講師 特定非営利活動法人 こどもソーシャルワークセンター 幸重 忠孝 先生
滋賀県教育委員会委嘱スクールショーシャルワーカー
1. 現実社会の課題
自宅で暮らせない子供が全国で42000人余りいます。
ほとんどが児童養護施設で暮らしています。
最近の施設は普通の暮らしができるようにできていますが、赤の他人と一緒に集団で暮らしている訳です。
一人になりたい時もあるのですが、トイレの個室くらいしかありません。
職員も子供10人に一人くらいの配置ですから、一人と10分話しても2時間かかってしまうのです。
しかも養護施設は18歳と言う年齢制限があって、この年齢になれば出なければいけません。

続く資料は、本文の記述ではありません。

// src/ingest/mod.rs
//! Crawl orchestration: bounded fan-out over the registered connectors.

pub mod providers;
pub mod types;

use chrono::Utc;
use futures::stream::{self, StreamExt};
use futures::FutureExt;
use metrics::{counter, describe_counter, describe_histogram, histogram};
use once_cell::sync::OnceCell;
use std::any::Any;
use std::panic::AssertUnwindSafe;
use std::sync::Arc;
use std::time::Duration;
use tokio::time::Instant;

use crate::config::engine::{ConnectorCfg, ConnectorKind, EngineConfig};
use crate::error::ConnectorError;
use crate::ingest::providers::{json_board::JsonBoardConnector, rss_feed::RssFeedConnector};
use crate::ingest::types::{DynConnector, RawListing};
use crate::model::{CrawlError, CrawlMeta, CrawlStatus, Profile};

/// One-time metrics registration (so series show up on /metrics).
pub(crate) fn ensure_metrics_described() {
    static ONCE: OnceCell<()> = OnceCell::new();
    ONCE.get_or_init(|| {
        describe_counter!("crawl_runs_total", "Crawl runs started.");
        describe_counter!(
            "crawl_connector_errors_total",
            "Connector failures by kind."
        );
        describe_counter!("crawl_listings_total", "Raw listings returned by connectors.");
        describe_histogram!("crawl_duration_ms", "Crawl wall time in milliseconds.");
        describe_counter!(
            "dedup_merged_total",
            "Crawled listings folded into an existing record."
        );
    });
}

#[derive(Clone, Copy, Debug)]
pub struct CrawlSettings {
    pub max_parallel: usize,
    pub connector_timeout: Duration,
    pub deadline: Duration,
}

impl CrawlSettings {
    pub fn from_config(cfg: &EngineConfig) -> Self {
        Self {
            max_parallel: cfg.max_parallel.max(1),
            connector_timeout: Duration::from_millis(cfg.connector_timeout_ms),
            deadline: Duration::from_millis(cfg.crawl_deadline_ms),
        }
    }
}

impl Default for CrawlSettings {
    fn default() -> Self {
        Self::from_config(&EngineConfig::default())
    }
}

#[derive(Debug)]
pub struct CrawlOutcome {
    /// Successful batches, in connector registration order.
    pub batches: Vec<Vec<RawListing>>,
    pub meta: CrawlMeta,
}

/// Run every connector, at most `max_parallel` at once.
///
/// Each connector gets `connector_timeout` from the moment it starts, capped
/// by the overall deadline; a connector still queued when the deadline passes
/// is recorded as a timeout without being called. Returns once every
/// connector has settled.
pub async fn run_crawl(
    connectors: &[DynConnector],
    profile: &Profile,
    settings: &CrawlSettings,
) -> CrawlOutcome {
    ensure_metrics_described();
    counter!("crawl_runs_total").increment(1);

    let started_at = Utc::now();
    let t0 = Instant::now();
    let deadline = t0 + settings.deadline;

    // Owned per-task inputs: this future runs inside a spawned task.
    let profile = Arc::new(profile.clone());
    let per_connector = settings.connector_timeout;
    let tasks: Vec<_> = connectors
        .to_vec()
        .into_iter()
        .enumerate()
        .map(|(idx, connector)| {
            let profile = Arc::clone(&profile);
            async move {
                let now = Instant::now();
                let until = (now + per_connector).min(deadline);
                if until <= now {
                    return (idx, Err(ConnectorError::Timeout(0)));
                }
                let budget = until - now;
                // A panicking connector fails alone; the others still settle.
                let guarded = AssertUnwindSafe(connector.fetch(&profile, budget)).catch_unwind();
                let res = match tokio::time::timeout_at(until, guarded).await {
                    Ok(Ok(r)) => r,
                    Ok(Err(payload)) => Err(ConnectorError::Unreachable(format!(
                        "connector panicked: {}",
                        panic_message(payload.as_ref())
                    ))),
                    Err(_) => Err(ConnectorError::Timeout(budget.as_millis() as u64)),
                };
                (idx, res)
            }
        })
        .collect();
    let mut settled: Vec<(usize, Result<Vec<RawListing>, ConnectorError>)> =
        stream::iter(tasks)
            .buffer_unordered(settings.max_parallel.max(1))
            .collect()
            .await;

    // Completion order is timing-dependent; downstream merge must not be.
    settled.sort_by_key(|(idx, _)| *idx);

    let mut batches = Vec::with_capacity(settled.len());
    let mut errors = Vec::new();
    for (idx, res) in settled {
        let name = connectors[idx].name().to_string();
        match res {
            Ok(listings) => {
                counter!("crawl_listings_total").increment(listings.len() as u64);
                tracing::debug!(target: "ingest", provider = %name, count = listings.len(), "connector ok");
                batches.push(listings);
            }
            Err(e) => {
                let kind = e.kind();
                tracing::warn!(target: "ingest", error = %e, provider = %name, "connector failed");
                counter!("crawl_connector_errors_total", "kind" => kind.as_str()).increment(1);
                errors.push(CrawlError {
                    source: name,
                    kind,
                    message: e.to_string(),
                });
            }
        }
    }

    let attempted = connectors.len();
    let failed = errors.len();
    let duration_ms = t0.elapsed().as_millis() as u64;
    histogram!("crawl_duration_ms").record(duration_ms as f64);

    let meta = CrawlMeta {
        started_at,
        duration_ms,
        sources_attempted: attempted,
        sources_succeeded: attempted - failed,
        sources_failed: failed,
        errors,
        status: CrawlStatus::from_counts(attempted, failed),
        ai_boosted: 0,
    };

    tracing::info!(
        target: "ingest",
        attempted,
        failed,
        status = ?meta.status,
        duration_ms,
        "crawl settled"
    );

    CrawlOutcome { batches, meta }
}

fn panic_message(payload: &(dyn Any + Send)) -> String {
    if let Some(s) = payload.downcast_ref::<&str>() {
        (*s).to_string()
    } else if let Some(s) = payload.downcast_ref::<String>() {
        s.clone()
    } else {
        "unknown panic".to_string()
    }
}

/// Search string sent to sources: skills first, then interests, then role.
pub fn search_query(profile: &Profile) -> String {
    let mut parts: Vec<String> = Vec::new();
    for t in profile.skills.iter().chain(profile.interests.iter()) {
        let t = t.trim();
        if !t.is_empty() && !parts.iter().any(|p| p.eq_ignore_ascii_case(t)) {
            parts.push(t.to_string());
        }
        if parts.len() == 3 {
            break;
        }
    }
    if parts.is_empty() && !profile.department.trim().is_empty() {
        parts.push(profile.department.trim().to_string());
    }
    parts.push("internship".to_string());
    parts.join(" ")
}

/// Assemble the connector registry from config, preserving its order.
pub fn build_connectors(cfgs: &[ConnectorCfg]) -> Vec<DynConnector> {
    cfgs.iter()
        .map(|c| -> DynConnector {
            match c.kind {
                ConnectorKind::Rss => Arc::new(RssFeedConnector::from_url(&c.name, &c.url)),
                ConnectorKind::Json => Arc::new(JsonBoardConnector::from_url(&c.name, &c.url)),
            }
        })
        .collect()
}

住む場所と仕事がなければ生きられないのが今の社会の現実です。
昔は住み込みの仕事があったのですが今は違います。海外の派遣労働者しかいません。
養護施設から出た子供たちは3か月以内に出て行き、社会の闇に消えていきます。
42000人が児童養護施設で保護されていますが、18歳を過ぎると日本の社会には受け入れてもらえないのです。
受け入れる仕組みが無いのです。
社会福祉はそれなりに頑張っています。
福祉の学校は一時増えていましたが今は少なくなっています。
・家がしんどい子どもがいても、教員は忙しすぎて十分な対応ができていないケースが多いのです。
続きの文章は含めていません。